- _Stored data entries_
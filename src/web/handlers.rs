//! HTTP request handlers.

use super::AppState;
use crate::job::DiagnosticRequest;

use axum::{
    extract::State,
    http::StatusCode,
    response::{IntoResponse, Json},
};
use serde_json::json;

// ============================================================================
// Liveness
// ============================================================================

pub async fn handle_root() -> impl IntoResponse {
    Json(json!({ "message": "Network Health Path is active!" }))
}

// ============================================================================
// Integration descriptor
// ============================================================================

pub async fn handle_integration(State(state): State<AppState>) -> impl IntoResponse {
    let base_url = &state.config.base_url;
    let tick_url = format!("{}/network-health", base_url);

    Json(json!({
        "data": {
            "date": {
                "created_at": "2025-02-22",
                "updated_at": "2025-02-22"
            },
            "descriptions": {
                "app_name": "Network Health Path",
                "app_description": "Troubleshooting network outage to get the exact path causing packet loss and report to the telex channel.",
                "app_logo": "https://asset.cloudinary.com/dcoalw1ak/59753e5fc8b83bf1380e8297e89f7b2e",
                "app_url": base_url,
                "background_color": "#fff"
            },
            "is_active": true,
            "integration_type": "interval",
            "key_features": [
                "Troubleshoots network outage to get exact path causing packet loss"
            ],
            "integration_category": "Monitoring & Logging",
            "author": "Blessing Etuk",
            "website": base_url,
            "settings": [
                {
                    "label": "target_URL",
                    "type": "text",
                    "required": true,
                    "default": "google.com"
                },
                {
                    "label": "interval",
                    "type": "text",
                    "required": true,
                    "default": "* * * * *"
                }
            ],
            "tick_url": tick_url,
            "target_url": tick_url
        }
    }))
}

// ============================================================================
// API: Diagnostics
// ============================================================================

pub async fn handle_network_health(
    State(state): State<AppState>,
    Json(req): Json<DiagnosticRequest>,
) -> impl IntoResponse {
    if let Err(e) = reqwest::Url::parse(&req.return_url) {
        return (
            StatusCode::BAD_REQUEST,
            Json(json!({ "error": format!("invalid return_url: {}", e) })),
        )
            .into_response();
    }

    tracing::info!(
        "Accepted diagnostic for channel {} ({} settings)",
        req.channel_id,
        req.settings.len()
    );

    // Runs detached; the orchestrator only needs the acknowledgement
    let _ = state.job.spawn(req);

    (StatusCode::ACCEPTED, Json(json!({ "status": "accepted" }))).into_response()
}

- _TRY IT_
Please reproduce each entry exactly as it appears.

- _FINISHED EXERCISE_
filename src/web/handlers.rs
//! HTTP request handlers.

use super::AppState;
use crate::job::DiagnosticRequest;

use axum::{
    extract::State,
    http::StatusCode,
    response::{IntoResponse, Json},
};
use serde_json::json;

// ============================================================================
// Liveness
// ============================================================================

pub async fn handle_root() -> impl IntoResponse {
    Json(json!({ "message": "Network Health Path is active!" }))
}

// ============================================================================
// Integration descriptor
// ============================================================================

pub async fn handle_integration(State(state): State<AppState>) -> impl IntoResponse {
    let base_url = &state.config.base_url;
    let tick_url = format!("{}/network-health", base_url);

    Json(json!({
        "data": {
            "date": {
                "created_at": "2025-02-22",
                "updated_at": "2025-02-22"
            },
            "descriptions": {
                "app_name": "Network Health Path",
                "app_description": "Troubleshooting network outage to get the exact path causing packet loss and report to the telex channel.",
                "app_logo": "https://asset.cloudinary.com/dcoalw1ak/59753e5fc8b83bf1380e8297e89f7b2e",
                "app_url": base_url,
                "background_color": "#fff"
            },
            "is_active": true,
            "integration_type": "interval",
            "key_features": [
                "Troubleshoots network outage to get exact path causing packet loss"
            ],
            "integration_category": "Monitoring & Logging",
            "author": "Blessing Etuk",
            "website": base_url,
            "settings": [
                {
                    "label": "target_URL",
                    "type": "text",
                    "required": true,
                    "default": "google.com"
                },
                {
                    "label": "interval",
                    "type": "text",
                    "required": true,
                    "default": "* * * * *"
                }
            ],
            "tick_url": tick_url,
            "target_url": tick_url
        }
    }))
}

// ============================================================================
// API: Diagnostics
// ============================================================================

pub async fn handle_network_health(
    State(state): State<AppState>,
    Json(req): Json<DiagnosticRequest>,
) -> impl IntoResponse {
    if let Err(e) = reqwest::Url::parse(&req.return_url) {
        return (
            StatusCode::BAD_REQUEST,
            Json(json!({ "error": format!("invalid return_url: {}", e) })),
        )
            .into_response();
    }

    tracing::info!(
        "Accepted diagnostic for channel {} ({} settings)",
        req.channel_id,
        req.settings.len()
    );

    // Runs detached; the orchestrator only needs the acknowledgement
    let _ = state.job.spawn(req);

    (StatusCode::ACCEPTED, Json(json!({ "status": "accepted" }))).into_response()
}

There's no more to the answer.